Return every line from the listing where the word "DeviceHandle" occurs.
□ □ □ □ □ □ □
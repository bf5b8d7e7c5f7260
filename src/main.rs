use std::path::{Path, PathBuf};
use std::process::ExitCode;
use std::sync::Arc;

use anyhow::{anyhow, bail, Context, Result};
use clap::{Parser, Subcommand};

use omniflash::config::{default_settings_path, load_settings_or_default};
use omniflash::log_collector::default_logs_path;
use omniflash::orchestrator::{manual_entry, FlashEventKind};
use omniflash::{
    parse_table, CriticalSet, DeviceHandle, FirmwareExtractor, FirmwareRole, FlashOrchestrator,
    FlashPlan, FlashRequest, FlashService, LogCollector, SessionStatus, Settings, ToolHandle,
    ToolKind, ToolResolver, Vendor,
};

#[derive(Parser)]
#[command(name = "omniflash")]
#[command(about = "Vendor-agnostic firmware flashing for Samsung, Qualcomm and MediaTek devices", version)]
struct Cli {
    /// Settings file (JSON); defaults apply when it does not exist
    #[arg(long, global = true)]
    settings: Option<PathBuf>,

    /// Directory for full and parsed session logs
    #[arg(long, global = true)]
    log_dir: Option<PathBuf>,

    /// Log debug lines, including every line of tool output
    #[arg(short, long, global = true)]
    verbose: bool,

    #[command(subcommand)]
    command: Commands,
}

#[derive(Subcommand)]
enum Commands {
    /// Parse a partition table dump (PIT print, GPT print or scatter file)
    Parse {
        #[arg(long)]
        vendor: Vendor,
        file: PathBuf,
    },
    /// Locate a vendor tool, downloading and installing it if missing
    Resolve {
        /// heimdall, edl or mtk
        tool: ToolKind,
    },
    /// Unpack firmware containers and show the images with their roles
    Extract {
        #[arg(short, long)]
        out: PathBuf,
        #[arg(required = true)]
        containers: Vec<PathBuf>,
    },
    /// Flash firmware onto a device
    Flash {
        #[arg(long)]
        vendor: Vendor,

        /// Device identifier (USB path or serial)
        #[arg(long)]
        device: String,

        /// Chipset name used to pick a loader
        #[arg(long)]
        chipset: Option<String>,

        /// Partition table dump to bind against instead of reading the device
        #[arg(long)]
        table: Option<PathBuf>,

        /// Factory reset: flash CSC instead of HOME_CSC
        #[arg(long)]
        wipe: bool,

        /// Partition whose failure halts the session (repeatable)
        #[arg(long = "critical")]
        critical: Vec<String>,

        /// Firmware role whose failure halts the session (repeatable)
        #[arg(long = "critical-role")]
        critical_roles: Vec<FirmwareRole>,

        /// Use this tool executable instead of resolving one
        #[arg(long)]
        tool: Option<PathBuf>,

        /// Chipset loader (firehose programmer or download agent)
        #[arg(long)]
        loader: Option<PathBuf>,

        #[arg(long)]
        no_reboot: bool,

        /// Explicit PARTITION=IMAGE pairs, flashed in order (repeatable)
        #[arg(long = "image", value_parser = parse_image_pair)]
        images: Vec<(String, PathBuf)>,

        /// Firmware containers (zip, tar, tar.md5, scatter file, raw images)
        containers: Vec<PathBuf>,
    },
}

fn parse_image_pair(s: &str) -> std::result::Result<(String, PathBuf), String> {
    let (partition, image) = s
        .split_once('=')
        .ok_or_else(|| format!("expected PARTITION=IMAGE, got '{}'", s))?;
    if partition.trim().is_empty() || image.trim().is_empty() {
        return Err(format!("expected PARTITION=IMAGE, got '{}'", s));
    }
    Ok((partition.trim().to_string(), PathBuf::from(image.trim())))
}

fn init_logging(log_dir: Option<PathBuf>, verbose: bool) -> Result<LogCollector> {
    let level = if verbose {
        log::LevelFilter::Debug
    } else {
        log::LevelFilter::Info
    };
    let collector = LogCollector::new(log_dir.unwrap_or_else(default_logs_path), None)
        .context("Failed to initialize log collector")?
        .with_max_level(level)
        .with_echo(true);

    log::set_boxed_logger(Box::new(collector.clone()))
        .map(|()| log::set_max_level(level))
        .map_err(|e| anyhow!("Failed to register logger: {}", e))?;
    Ok(collector)
}

fn load_settings(path: Option<PathBuf>) -> Result<Settings> {
    let path = match path {
        Some(path) => path,
        None => default_settings_path()?,
    };
    let settings = load_settings_or_default(&path)?;
    log::debug!("Settings from {}", path.display());
    Ok(settings)
}

#[tokio::main]
async fn main() -> Result<ExitCode> {
    let cli = Cli::parse();
    let collector = init_logging(cli.log_dir, cli.verbose)?;
    let settings = load_settings(cli.settings)?;

    let code = match cli.command {
        Commands::Parse { vendor, file } => cmd_parse(vendor, &file)?,
        Commands::Resolve { tool } => cmd_resolve(settings, tool).await?,
        Commands::Extract { out, containers } => cmd_extract(&containers, &out).await?,
        Commands::Flash {
            vendor,
            device,
            chipset,
            table,
            wipe,
            critical,
            critical_roles,
            tool,
            loader,
            no_reboot,
            images,
            containers,
        } => {
            let mut device = DeviceHandle::new(device, vendor);
            if let Some(chipset) = chipset {
                device = device.with_chipset(chipset);
            }

            let preserve = !wipe;
            let mut request = if images.is_empty() {
                if containers.is_empty() {
                    bail!("Nothing to flash: pass firmware containers or --image PARTITION=IMAGE");
                }
                FlashRequest::firmware(device, containers).preserve_user_data(preserve)
            } else {
                let entries = images.iter().map(|(p, i)| manual_entry(p, i)).collect();
                FlashRequest::plan(device, FlashPlan::new(entries, preserve)?)
            };

            if let Some(table) = table {
                let raw = std::fs::read_to_string(&table)
                    .with_context(|| format!("Cannot read {}", table.display()))?;
                request = request.with_partition_table(parse_table(vendor, &raw)?);
            }

            let names = if critical.is_empty() {
                settings.critical_partitions_for(vendor)
            } else {
                critical
            };
            let critical_set = critical_roles
                .into_iter()
                .fold(CriticalSet::from_partitions(names), CriticalSet::with_role);
            request = request.with_critical(critical_set);

            if let Some(tool) = tool {
                request = request.with_tool(ToolHandle::executable(vendor.tool_kind(), tool));
            }
            if let Some(loader) = loader {
                request = request.with_loader(loader);
            }
            if no_reboot {
                request = request.without_reboot();
            }

            cmd_flash(settings, request, &collector).await?
        }
    };

    if let Err(e) = collector.wait_for_empty().await {
        eprintln!("[Log] {}", e);
    }
    Ok(code)
}

fn cmd_parse(vendor: Vendor, file: &Path) -> Result<ExitCode> {
    let raw = std::fs::read_to_string(file).with_context(|| format!("Cannot read {}", file.display()))?;
    let entries = parse_table(vendor, &raw)?;
    println!("{:<24} {:>14} {:>14}  {}", "PARTITION", "OFFSET", "SIZE", "DETAILS");
    for entry in &entries {
        println!(
            "{:<24} {:>#14x} {:>14}  {}",
            entry.name, entry.start_offset, entry.size_bytes, entry.vendor_tag
        );
    }
    println!("{} partition(s)", entries.len());
    Ok(ExitCode::SUCCESS)
}

async fn cmd_resolve(settings: Settings, kind: ToolKind) -> Result<ExitCode> {
    let resolver = ToolResolver::new(settings)?;
    let handle = resolver.resolve(kind).await?;
    println!("{}: {}", kind, handle.program.display());
    if let Some(interpreter) = &handle.interpreter {
        println!("  interpreter: {}", interpreter.display());
    }
    println!("  working dir: {}", handle.working_dir.display());
    Ok(ExitCode::SUCCESS)
}

async fn cmd_extract(containers: &[PathBuf], out: &Path) -> Result<ExitCode> {
    let containers = containers.to_vec();
    let dest = out.to_path_buf();
    let package = tokio::task::spawn_blocking(move || FirmwareExtractor::new().extract_package(&containers, &dest))
        .await??;
    for image in &package.images {
        let role = image.role.map(|r| r.token()).unwrap_or("-");
        println!("{:<10} {:<20} {}", role, image.partition_hint, image.path.display());
    }
    for file in &package.other_files {
        println!("{:<10} {:<20} {}", "-", "(not an image)", file.display());
    }
    if let Some(table) = &package.scatter_table {
        println!("scatter table: {} partition(s)", table.len());
    }
    for error in &package.errors {
        eprintln!("not extracted: {}", error);
    }
    Ok(if package.errors.is_empty() {
        ExitCode::SUCCESS
    } else {
        ExitCode::from(2)
    })
}

async fn cmd_flash(settings: Settings, request: FlashRequest, collector: &LogCollector) -> Result<ExitCode> {
    let resolver = Arc::new(ToolResolver::new(settings.clone())?);
    let service = FlashService::new(FlashOrchestrator::new(settings, resolver));

    let mut handle = service.start_flash(request)?;
    let log_path = collector.start_session(handle.id);
    log::info!("Session {} logging to {}", handle.id.simple(), log_path.display());

    if let Some(mut events) = handle.take_events() {
        tokio::spawn(async move {
            while let Some(event) = events.recv().await {
                match event.kind {
                    FlashEventKind::Phase(phase) => println!("==> {}", phase),
                    FlashEventKind::Progress(percent) => println!("    {:>3}%", percent),
                    FlashEventKind::PartitionFinished(result) => {
                        println!("    {}: {}", result.partition, result.status)
                    }
                    FlashEventKind::Log(_) | FlashEventKind::Finished(_) => {}
                }
            }
        });
    }

    let ctrl_c_service = service.clone();
    let id = handle.id;
    tokio::spawn(async move {
        if tokio::signal::ctrl_c().await.is_ok() {
            eprintln!("Cancelling session, the running tool will be killed");
            let _ = ctrl_c_service.cancel(id);
        }
    });

    let report = handle.wait().await;
    println!();
    print!("{}", report.summary());
    if report.status != SessionStatus::Done || !report.failed_partitions().is_empty() {
        println!("No rollback is performed: partitions already written stay written.");
    }

    let degraded = !report.failed_partitions().is_empty() || !report.extraction_errors.is_empty();
    Ok(match report.status {
        SessionStatus::Done if !degraded => ExitCode::SUCCESS,
        SessionStatus::Done => ExitCode::from(2),
        SessionStatus::Failed | SessionStatus::Cancelled => ExitCode::FAILURE,
    })
}

#[cfg(test)]
mod tests {
    use super::*;
    use clap::CommandFactory;

    #[test]
    fn test_parse_image_pair() {
        assert_eq!(
            parse_image_pair("boot=out/boot.img").unwrap(),
            ("boot".to_string(), PathBuf::from("out/boot.img"))
        );
        assert!(parse_image_pair("boot").is_err());
        assert!(parse_image_pair("=boot.img").is_err());
    }

    #[test]
    fn test_cli_definition() {
        Cli::command().debug_assert();
    }
}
□ □ □ □ □ □ □
Answer box
    parse_table, CriticalSet, DeviceHandle, FirmwareExtractor, FirmwareRole, FlashOrchestrator,
            let mut device = DeviceHandle::new(device, vendor);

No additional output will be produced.